Originally Posted by z2trillion
The differences could just be from TI standardizing the silkscreen on burr brown chips after TI bought them.


Um, no. That was completed over five years ago. Surely the two entities are about as well merged by now as they're going to get. Unifying manufacturing would have been one of the first things to be finished.

Far more likely, we're looking at one consequence of the fact that TI probably has multiple fabs in multiple countries, and makes chips at whichever one happens to be least busy at the moment. We've already seen from the BUF634 and TLE2426 shortages in the past few years that they don't continuously manufacture the chips we use. They're done in batches.

Speaking of shortages, that's one point in favor of the relabeled chip argument. Shortages increase the incentives to try this.

Someone above brought up a good point: try measuring the chip's current while you change the bandwidth resistor value. I don't know of any other chip with this pinout with that behavior. If you get reasonable measurements, I'd say that would mitigate heavily against it being a fake chip. Relabeled chips aren't manufactured clones, usually, they're some other kind of chip that's close enough to function in the same circuit. If one were to decide to fake BUF634s, I'd imagine you'd start with a cheap 1-channel op-amp with no function on pin 1, so it'd just drop into the circuit. I guess they'd have to close the feedback loop somehow, too, but that's still easier than fabbing true clones.
 
Mar 9, 2006 at 6:48 PM Post #11 of 14
WHen I got the OPAs for my PIMETA and for future amps I bought OPA627 and 637 in both AP and BP versions. There were also differences between the silkscreen in these and they came from digikey. So I would agree with Tangent.
 
Mar 9, 2006 at 7:10 PM Post #12 of 14
tangent said:
try measuring the chip's current while you change the bandwidth resistor value. I don't know of any other chip with this pinout with that behavior. If you get reasonable measurements, I'd say that would mitigate heavily against it being a fake chip.
Yep, good idea. I'll try this as soon as I have free "hobby" time (but who knows when that will be, hahaha).
 
Mar 9, 2006 at 7:20 PM Post #13 of 14
Quote:

Originally Posted by z2trillion
It would really help if you could post some pics of two buf634s. The differences could just be from TI standardizing the silkscreen on burr brown chips after TI bought them.

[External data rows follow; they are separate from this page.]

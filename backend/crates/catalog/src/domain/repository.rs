//! Repository Traits
//!
//! Interfaces for data persistence. Implementation is in infrastructure layer.

use crate::domain::entities::Product;
use crate::domain::value_objects::{Price, ProductName};
use crate::error::CatalogResult;
use kernel::id::{AccountId, ProductId};

/// Product repository trait
#[trait_variant::make(ProductRepository: Send)]
pub trait LocalProductRepository {
    /// Persist a new product
    async fn insert(&self, product: &Product) -> CatalogResult<()>;

    /// All products owned by `owner_id`, newest first
    async fn list_by_owner(&self, owner_id: &AccountId) -> CatalogResult<Vec<Product>>;

    /// Replace the mutable fields of an owned product.
    ///
    /// Returns the updated product, or `None` when the product does not
    /// exist or belongs to another account; the caller cannot tell the
    /// difference.
    async fn update(
        &self,
        product_id: &ProductId,
        owner_id: &AccountId,
        name: ProductName,
        description: Option<String>,
        price: Price,
    ) -> CatalogResult<Option<Product>>;

    /// Delete an owned product, returning its name for the notification
    async fn delete(
        &self,
        product_id: &ProductId,
        owner_id: &AccountId,
    ) -> CatalogResult<Option<ProductName>>;
}

/// Owner email lookup for notifications
#[trait_variant::make(OwnerDirectory: Send)]
pub trait LocalOwnerDirectory {
    /// Email of the owning account, if the account still exists
    async fn email_of(&self, owner_id: &AccountId) -> CatalogResult<Option<String>>;
}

I can't quickly/easily take pictures and post, but here are examples I found from other auctions. This one is what every other BUF634P looks like (obviously with OPA2111KP replaced by BUF634P):
http://cgi.ebay.com/Op-Amp-TI-OPA211...QQcmdZViewItem
and here is one with the silkscreening that I got, with the strange BB location and strange ID numbers:
http://cgi.ebay.com/Op-Amp-TI-OPA235...QQcmdZViewItem

Hopefully this gives a pictoral representation of what I was trying to draw before.

When I have time, I'll try to do the current testing to verify/disqualify any assumptions/questions put forth in this thread.

Thanks,
George
 
Mar 9, 2006 at 9:21 PM Post #14 of 14
Don't sweat it. The silicon inside the part could have come from one of two or three fabs running that process, and then it could have been packaged in one of 3 or 4 assembly sites, each of which probably has 2 or 3 different flows for a DIP8 package. Throw in the fact that the two parts probably came out of fab 3 years apart, and it is highly unlikely that the top marking would be similiar.

It's highly unlikely that somebody would "fake" a BUF634. This is a very low volume IC, and it would take an investment of 100's of thousands of $$ to clone one to sell a few thousand parts. No return on investment there.